2. Kill the solo rotation with a shadow model
No junior engineer goes on-call alone. Run primary/secondary: an experienced engineer backs the primary every shift. This does two jobs at once — it gives your SOC 2 audit a genuine, demonstrable redundancy for CC7.3, and it transfers the tribal knowledge that currently lives in one person's head. You're training your way out of the key-person dependency every shift.
3. Codify time-in-lieu
If an engineer is paged at 3 AM, they are not at standup at 9. Write it down as policy, not a favor. Interrupted sleep has a real physiological cost, and pretending otherwise is how you convert your best responder into a resignation letter. The next morning off isn't lost productivity — it's the cheapest retention insurance you'll ever buy.
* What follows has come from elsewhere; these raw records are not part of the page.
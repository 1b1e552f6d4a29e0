//! Fixed-size RSA signatures.

use alloc::{boxed::Box, vec::Vec};
use core::fmt::{self, Debug, Display, Formatter, LowerHex, UpperHex};
use subtle::ConstantTimeEq;
#[cfg(feature = "serde")]
use serdect::serde::{de, Deserialize, Deserializer, Serialize, Serializer};

use crate::errors::{Error, Result};
use crate::stream::{Sink, Source};

/// Number of bytes needed for a `bits`-bit key.
///
/// Evaluated in const context for every key size in use, so an invalid size
/// stops compilation.
pub(crate) const fn byte_len(bits: usize) -> usize {
    assert!(
        bits > 0 && bits % 8 == 0,
        "RSA key size must be a positive multiple of 8 bits"
    );
    bits / 8
}

/// An RSA signature made with a `BITS`-bit key.
///
/// Always exactly `BITS / 8` bytes. Signatures of different sizes are
/// different types and cannot be compared or exchanged:
///
/// ```compile_fail
/// use scrypt_rsa::Signature;
///
/// let short = Signature::<2048>::default();
/// let long = Signature::<4096>::default();
/// assert!(short != long);
/// ```
///
/// A size that is not a whole number of bytes is rejected at compile time:
///
/// ```compile_fail
/// use scrypt_rsa::Signature;
///
/// let odd = Signature::<2047>::default();
/// ```
#[derive(Clone)]
pub struct Signature<const BITS: usize = 2048> {
    data: Box<[u8]>,
}

impl<const BITS: usize> Signature<BITS> {
    /// Size of the signature in bytes.
    pub const SIZE: usize = byte_len(BITS);

    /// Copies a signature out of `bytes`, which must hold exactly
    /// [`Self::SIZE`] bytes.
    pub fn from_bytes(bytes: &[u8]) -> Result<Self> {
        Self::from_vec(bytes.to_vec())
    }

    pub(crate) fn from_vec(data: Vec<u8>) -> Result<Self> {
        if data.len() != Self::SIZE {
            return Err(Error::InvalidLength {
                expected: Self::SIZE,
                actual: data.len(),
            });
        }
        Ok(Self {
            data: data.into_boxed_slice(),
        })
    }

    /// Returns the signature bytes.
    pub fn as_bytes(&self) -> &[u8] {
        &self.data
    }

    /// Writes the [`Self::SIZE`] raw signature bytes, without any framing.
    pub fn serialize<S: Sink + ?Sized>(&self, sink: &mut S) -> Result<()> {
        sink.write(&self.data)
    }

    /// Reads exactly [`Self::SIZE`] raw bytes.
    pub fn deserialize<S: Source + ?Sized>(source: &mut S) -> Result<Self> {
        let mut data = vec![0u8; Self::SIZE].into_boxed_slice();
        source.read(&mut data)?;
        Ok(Self { data })
    }
}

impl<const BITS: usize> Default for Signature<BITS> {
    fn default() -> Self {
        Self {
            data: vec![0u8; Self::SIZE].into_boxed_slice(),
        }
    }
}

impl<const BITS: usize> PartialEq for Signature<BITS> {
    fn eq(&self, other: &Self) -> bool {
        self.data.ct_eq(&other.data).into()
    }
}

impl<const BITS: usize> Eq for Signature<BITS> {}

impl<const BITS: usize> AsRef<[u8]> for Signature<BITS> {
    fn as_ref(&self) -> &[u8] {
        &self.data
    }
}

impl<const BITS: usize> TryFrom<&[u8]> for Signature<BITS> {
    type Error = ::signature::Error;

    fn try_from(bytes: &[u8]) -> ::signature::Result<Self> {
        Ok(Self::from_bytes(bytes)?)
    }
}

impl<const BITS: usize> From<Signature<BITS>> for Box<[u8]> {
    fn from(signature: Signature<BITS>) -> Box<[u8]> {
        signature.data
    }
}

impl<const BITS: usize> ::signature::SignatureEncoding for Signature<BITS> {
    type Repr = Box<[u8]>;
}

/// Renders each byte as two hex digits, separated by a space.
impl<const BITS: usize> Display for Signature<BITS> {
    fn fmt(&self, f: &mut Formatter<'_>) -> fmt::Result {
        for (i, byte) in self.data.iter().enumerate() {
            if i > 0 {
                f.write_str(" ")?;
            }
            write!(f, "{:02x}", byte)?;
        }
        Ok(())
    }
}

impl<const BITS: usize> Debug for Signature<BITS> {
    fn fmt(&self, f: &mut Formatter<'_>) -> fmt::Result {
        f.debug_tuple("Signature")
            .field(&format_args!("{}", self))
            .finish()
    }
}

impl<const BITS: usize> LowerHex for Signature<BITS> {
    fn fmt(&self, f: &mut Formatter<'_>) -> fmt::Result {
        for byte in self.data.iter() {
            write!(f, "{:02x}", byte)?;
        }
        Ok(())
    }
}

impl<const BITS: usize> UpperHex for Signature<BITS> {
    fn fmt(&self, f: &mut Formatter<'_>) -> fmt::Result {
        for byte in self.data.iter() {
            write!(f, "{:02X}", byte)?;
        }
        Ok(())
    }
}

#[cfg(feature = "serde")]
impl<const BITS: usize> Serialize for Signature<BITS> {
    fn serialize<S>(&self, serializer: S) -> core::result::Result<S::Ok, S::Error>
    where
        S: Serializer,
    {
        serdect::slice::serialize_hex_lower_or_bin(&self.data, serializer)
    }
}

#[cfg(feature = "serde")]
impl<'de, const BITS: usize> Deserialize<'de> for Signature<BITS> {
    fn deserialize<D>(deserializer: D) -> core::result::Result<Self, D::Error>
    where
        D: Deserializer<'de>,
    {
        let bytes = serdect::slice::deserialize_hex_or_bin_vec(deserializer)?;
        Self::from_vec(bytes).map_err(de::Error::custom)
    }
}

#[cfg(test)]
mod tests {
    use super::*;
    use ::signature::SignatureEncoding;
    use hex_literal::hex;

    #[test]
    fn test_size() {
        assert_eq!(Signature::<2048>::SIZE, 256);
        assert_eq!(Signature::<4096>::SIZE, 512);
        assert_eq!(Signature::<64>::default().as_bytes(), &[0u8; 8]);
    }

    #[test]
    fn test_display() {
        let sig = Signature::<32>::from_bytes(&hex!("0a ff 00 7b")).unwrap();
        assert_eq!(sig.to_string(), "0a ff 00 7b");
        assert_eq!(format!("{:x}", sig), "0aff007b");
        assert_eq!(format!("{:X}", sig), "0AFF007B");
        assert_eq!(format!("{:?}", sig), "Signature(0a ff 00 7b)");
    }

    #[test]
    fn test_equality() {
        let a = Signature::<32>::from_bytes(&[1, 2, 3, 4]).unwrap();
        let b = Signature::<32>::from_bytes(&[1, 2, 3, 4]).unwrap();
        let c = Signature::<32>::from_bytes(&[1, 2, 3, 5]).unwrap();
        assert_eq!(a, b);
        assert_ne!(a, c);
    }

    #[test]
    fn test_wrong_length() {
        assert_eq!(
            Signature::<32>::from_bytes(&[1, 2, 3]),
            Err(Error::InvalidLength {
                expected: 4,
                actual: 3
            })
        );
        assert!(Signature::<32>::try_from(&[0u8; 5][..]).is_err());
    }

    #[test]
    fn test_serialize_is_raw() {
        let sig = Signature::<64>::from_bytes(&hex!("0102030405060708")).unwrap();
        let mut out = Vec::new();
        sig.serialize(&mut out).unwrap();
        assert_eq!(out, hex!("0102030405060708"));

        let mut input: &[u8] = &out;
        let decoded = Signature::<64>::deserialize(&mut input).unwrap();
        assert_eq!(decoded, sig);
        assert!(input.is_empty());
    }

    #[test]
    fn test_deserialize_truncated() {
        let mut input: &[u8] = &[0u8; 7];
        assert_eq!(
            Signature::<64>::deserialize(&mut input),
            Err(Error::TruncatedInput)
        );
    }

    #[test]
    fn test_signature_encoding() {
        let sig = Signature::<32>::from_bytes(&[9, 8, 7, 6]).unwrap();
        assert_eq!(sig.to_bytes().as_ref(), &[9, 8, 7, 6]);
        assert_eq!(sig.encoded_len(), 4);
    }

    #[test]
    #[cfg(feature = "serde")]
    fn test_serde() {
        use serde_test::{assert_de_tokens_error, assert_tokens, Configure, Token};

        let sig = Signature::<32>::from_bytes(&hex!("deadbeef")).unwrap();
        assert_tokens(&sig.clone().readable(), &[Token::Str("deadbeef")]);
        assert_tokens(&sig.compact(), &[Token::Bytes(&hex!("deadbeef"))]);

        assert_de_tokens_error::<serde_test::Readable<Signature<32>>>(
            &[Token::Str("dead")],
            "invalid length: expected 4 bytes, got 2",
        );
    }
}
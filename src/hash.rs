//! Digest values fed into signing and verification.

use alloc::vec::Vec;
use const_oid::AssociatedOid;
use core::fmt::{self, Debug, Formatter};
use digest::{Digest, Output};

use crate::errors::{Error, Result};

/// A finished hash of type `D`, ready to be signed or verified.
///
/// The value is opaque to the key types: they only ever pass its bytes and
/// the algorithm's DigestInfo prefix to the provider.
///
/// ```
/// use scrypt_rsa::DigestValue;
/// use sha2::Sha256;
///
/// let digest = DigestValue::<Sha256>::digest(b"hello world");
/// assert_eq!(digest.as_bytes().len(), 32);
/// ```
pub struct DigestValue<D: Digest> {
    output: Output<D>,
}

impl<D: Digest> DigestValue<D> {
    /// Wraps an already computed hash output.
    pub fn new(output: Output<D>) -> Self {
        Self { output }
    }

    /// Hashes `data` in one shot.
    pub fn digest(data: impl AsRef<[u8]>) -> Self {
        Self::new(D::digest(data))
    }

    /// Finishes a running hasher.
    pub fn from_hasher(hasher: D) -> Self {
        Self::new(hasher.finalize())
    }

    /// Wraps a hash received as raw bytes, which must have the output size of `D`.
    pub fn from_slice(bytes: &[u8]) -> Result<Self> {
        if bytes.len() != <D as Digest>::output_size() {
            return Err(Error::InputNotHashed);
        }
        Ok(Self::new(Output::<D>::clone_from_slice(bytes)))
    }

    /// Returns the raw hash bytes.
    pub fn as_bytes(&self) -> &[u8] {
        &self.output
    }
}

impl<D: Digest> Clone for DigestValue<D> {
    fn clone(&self) -> Self {
        Self::new(self.output.clone())
    }
}

impl<D: Digest> PartialEq for DigestValue<D> {
    fn eq(&self, other: &Self) -> bool {
        self.output == other.output
    }
}

impl<D: Digest> Eq for DigestValue<D> {}

impl<D: Digest> AsRef<[u8]> for DigestValue<D> {
    fn as_ref(&self) -> &[u8] {
        self.as_bytes()
    }
}

impl<D: Digest> Debug for DigestValue<D> {
    fn fmt(&self, f: &mut Formatter<'_>) -> fmt::Result {
        f.write_str("DigestValue(")?;
        for byte in self.as_bytes() {
            write!(f, "{:02x}", byte)?;
        }
        f.write_str(")")
    }
}

/// Returns the ASN.1 DER DigestInfo prefix of the hash algorithm `D`.
///
/// prefix = 0x30 <oid_len + 8 + digest_len> 0x30 <oid_len + 4> 0x06 <oid_len> oid 0x05 0x00 0x04 <digest_len>
pub fn digest_info_prefix<D>() -> Vec<u8>
where
    D: Digest + AssociatedOid,
{
    let oid = D::OID.as_bytes();
    let oid_len = oid.len() as u8;
    let digest_len = <D as Digest>::output_size() as u8;
    let mut v = vec![
        0x30,
        oid_len + 8 + digest_len,
        0x30,
        oid_len + 4,
        0x6,
        oid_len,
    ];
    v.extend_from_slice(oid);
    v.extend_from_slice(&[0x05, 0x00, 0x04, digest_len]);
    v
}

#[cfg(test)]
mod tests {
    use super::*;
    use hex_literal::hex;
    use sha1::Sha1;
    use sha2::{Sha256, Sha512};

    #[test]
    fn test_digest_info_prefix() {
        assert_eq!(
            digest_info_prefix::<Sha1>(),
            hex!("3021300906052b0e03021a05000414").to_vec()
        );
        assert_eq!(
            digest_info_prefix::<Sha256>(),
            hex!("3031300d060960864801650304020105000420").to_vec()
        );
        assert_eq!(
            digest_info_prefix::<Sha512>(),
            hex!("3051300d060960864801650304020305000440").to_vec()
        );
    }

    #[test]
    fn test_digest_value() {
        let digest = DigestValue::<Sha1>::digest(b"abc");
        assert_eq!(
            digest.as_bytes(),
            hex!("a9993e364706816aba3e25717850c26c9cd0d89d")
        );

        let mut hasher = Sha1::new();
        hasher.update(b"a");
        hasher.update(b"bc");
        assert_eq!(DigestValue::from_hasher(hasher), digest);

        let copied = DigestValue::<Sha1>::from_slice(digest.as_bytes()).unwrap();
        assert_eq!(copied, digest);

        assert_eq!(
            DigestValue::<Sha1>::from_slice(&[0u8; 32]),
            Err(Error::InputNotHashed)
        );
    }
}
4. Treat runbooks as a board deliverable
Every alert links to a step-by-step runbook, or it shouldn't page anyone. Bring those runbooks to your next board meeting the way you'd bring ARR. If a competent engineer can't execute incident response from documentation alone, your operational resilience is a rumor — and in diligence, that's exactly what a buyer's tech team will find.
The bottom line: in B2B SaaS, your uptime is only as durable as your responders are rested, and your compliance posture is only as real as your documentation. Build a system that lets your best engineers sleep. They'll build the platform that lets you scale — and pass the audit.